- _To do_: Read through the lines below for the string "usize" and copy each one that has it.

(Data excerpts)
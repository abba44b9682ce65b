//! Hosted document store boundary.
//!
//! The store is a single JSON tree addressed by slash-separated paths
//! (`orders/{id}`, `users/{uid}`, `userRoles/{uid}`). It supports point reads
//! and writes, store-assigned push keys, simple ordered queries and live
//! subscriptions.
//!
//! # Backends
//!
//! - [`FirebaseStore`] - Realtime Database REST and streaming API
//! - [`MemoryStore`] - in-process tree used by tests and local development
//!
//! Both backends share the tree helpers in [`tree`] so that ordering and
//! query semantics match.

mod firebase;
mod memory;
pub mod sse;
pub mod tree;

pub use firebase::FirebaseStore;
pub use memory::MemoryStore;

use std::pin::Pin;
use std::task::{Context, Poll};

use async_trait::async_trait;
use futures::Stream;
use serde_json::{Map, Value};
use thiserror::Error;
use tokio::sync::mpsc;
use tokio::task::AbortHandle;

/// Errors that can occur when talking to the document store.
#[derive(Debug, Error)]
pub enum StoreError {
    /// HTTP request failed.
    #[error("HTTP error: {0}")]
    Http(#[from] reqwest::Error),

    /// The store answered with an unexpected status.
    #[error("store returned {status}: {body}")]
    Status {
        /// HTTP status code.
        status: u16,
        /// Response body, for diagnostics.
        body: String,
    },

    /// Security rules rejected the operation.
    #[error("permission denied at {0}")]
    PermissionDenied(String),

    /// A document could not be decoded.
    #[error("invalid document: {0}")]
    Decode(#[from] serde_json::Error),

    /// A live stream broke.
    #[error("stream error: {0}")]
    Stream(String),

    /// A path segment contains characters the store does not allow.
    #[error("invalid key: {0:?}")]
    InvalidKey(String),
}

/// Child ordering and windowing for [`DocumentStore::query`].
#[derive(Debug, Clone, Default, PartialEq)]
pub struct Query {
    /// Order children by this child key. Children are ordered by key when unset.
    pub order_by_child: Option<String>,
    /// Keep only children whose ordering value equals this.
    pub equal_to: Option<Value>,
    /// Keep only the last `n` children after ordering.
    pub limit_to_last: Option<usize>,
}

impl Query {
    #[must_use]
    pub fn order_by_child(child: impl Into<String>) -> Self {
        Self {
            order_by_child: Some(child.into()),
            ..Self::default()
        }
    }

    #[must_use]
    pub fn equal_to(mut self, value: impl Into<Value>) -> Self {
        self.equal_to = Some(value.into());
        self
    }

    #[must_use]
    pub const fn limit_to_last(mut self, n: usize) -> Self {
        self.limit_to_last = Some(n);
        self
    }
}

/// A snapshot delivered by a subscription. `None` means nothing is stored.
pub type Snapshot = Option<Value>;

/// A live subscription to a path.
///
/// Yields the current snapshot first and then a new snapshot after every
/// change. An `Err` item ends the subscription. Dropping the subscription
/// stops the background task feeding it.
#[derive(Debug)]
pub struct Subscription {
    rx: mpsc::Receiver<Result<Snapshot, StoreError>>,
    task: AbortHandle,
}

impl Subscription {
    /// Channel capacity used by backends.
    pub(crate) const BUFFER: usize = 16;

    pub(crate) const fn new(rx: mpsc::Receiver<Result<Snapshot, StoreError>>, task: AbortHandle) -> Self {
        Self { rx, task }
    }

    /// Wait for the next snapshot. `None` once the subscription has ended.
    pub async fn next(&mut self) -> Option<Result<Snapshot, StoreError>> {
        self.rx.recv().await
    }
}

impl Stream for Subscription {
    type Item = Result<Snapshot, StoreError>;

    fn poll_next(mut self: Pin<&mut Self>, cx: &mut Context<'_>) -> Poll<Option<Self::Item>> {
        self.rx.poll_recv(cx)
    }
}

impl Drop for Subscription {
    fn drop(&mut self) {
        self.task.abort();
    }
}

/// Operations the storefront needs from the hosted document store.
#[async_trait]
pub trait DocumentStore: Send + Sync + 'static {
    /// Read the value at `path`.
    async fn get(&self, path: &str) -> Result<Snapshot, StoreError>;

    /// Read the children of `path` ordered and windowed by `query`.
    async fn query(&self, path: &str, query: &Query) -> Result<Vec<(String, Value)>, StoreError>;

    /// Replace the value at `path`. `Value::Null` deletes it.
    async fn set(&self, path: &str, value: Value) -> Result<(), StoreError>;

    /// Shallow-merge `fields` into the value at `path`.
    async fn update(&self, path: &str, fields: Map<String, Value>) -> Result<(), StoreError>;

    /// Append `value` under a new chronologically ordered key and return the key.
    async fn push(&self, path: &str, value: Value) -> Result<String, StoreError>;

    /// Watch `path`, optionally narrowed by `query`.
    async fn subscribe(&self, path: &str, query: Option<Query>) -> Result<Subscription, StoreError>;
}

/// Check that `key` is usable as a single path segment.
///
/// # Errors
///
/// Returns `StoreError::InvalidKey` for empty keys and keys containing
/// `/ . # $ [ ]` or control characters.
pub fn validate_key(key: &str) -> Result<(), StoreError> {
    let forbidden = |c: char| matches!(c, '/' | '.' | '#' | '$' | '[' | ']') || c.is_control();
    if key.is_empty() || key.len() > 768 || key.chars().any(forbidden) {
        return Err(StoreError::InvalidKey(key.to_owned()));
    }
    Ok(())
}

#[cfg(test)]
mod tests {
    use super::*;

    #[test]
    fn test_validate_key() {
        assert!(validate_key("-NxA1b2C3d4").is_ok());
        assert!(validate_key("uid_123").is_ok());
        assert!(validate_key("").is_err());
        assert!(validate_key("a/b").is_err());
        assert!(validate_key("a.b").is_err());
        assert!(validate_key("$root").is_err());
    }

    #[test]
    fn test_query_builder() {
        let query = Query::order_by_child("createdAt").limit_to_last(50);
        assert_eq!(query.order_by_child.as_deref(), Some("createdAt"));
        assert_eq!(query.limit_to_last, Some(50));
        assert_eq!(query.equal_to, None);
    }
}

- _Result for this exercise_:
    pub limit_to_last: Option<usize>,
    pub const fn limit_to_last(mut self, n: usize) -> Self {
    pub(crate) const BUFFER: usize = 16;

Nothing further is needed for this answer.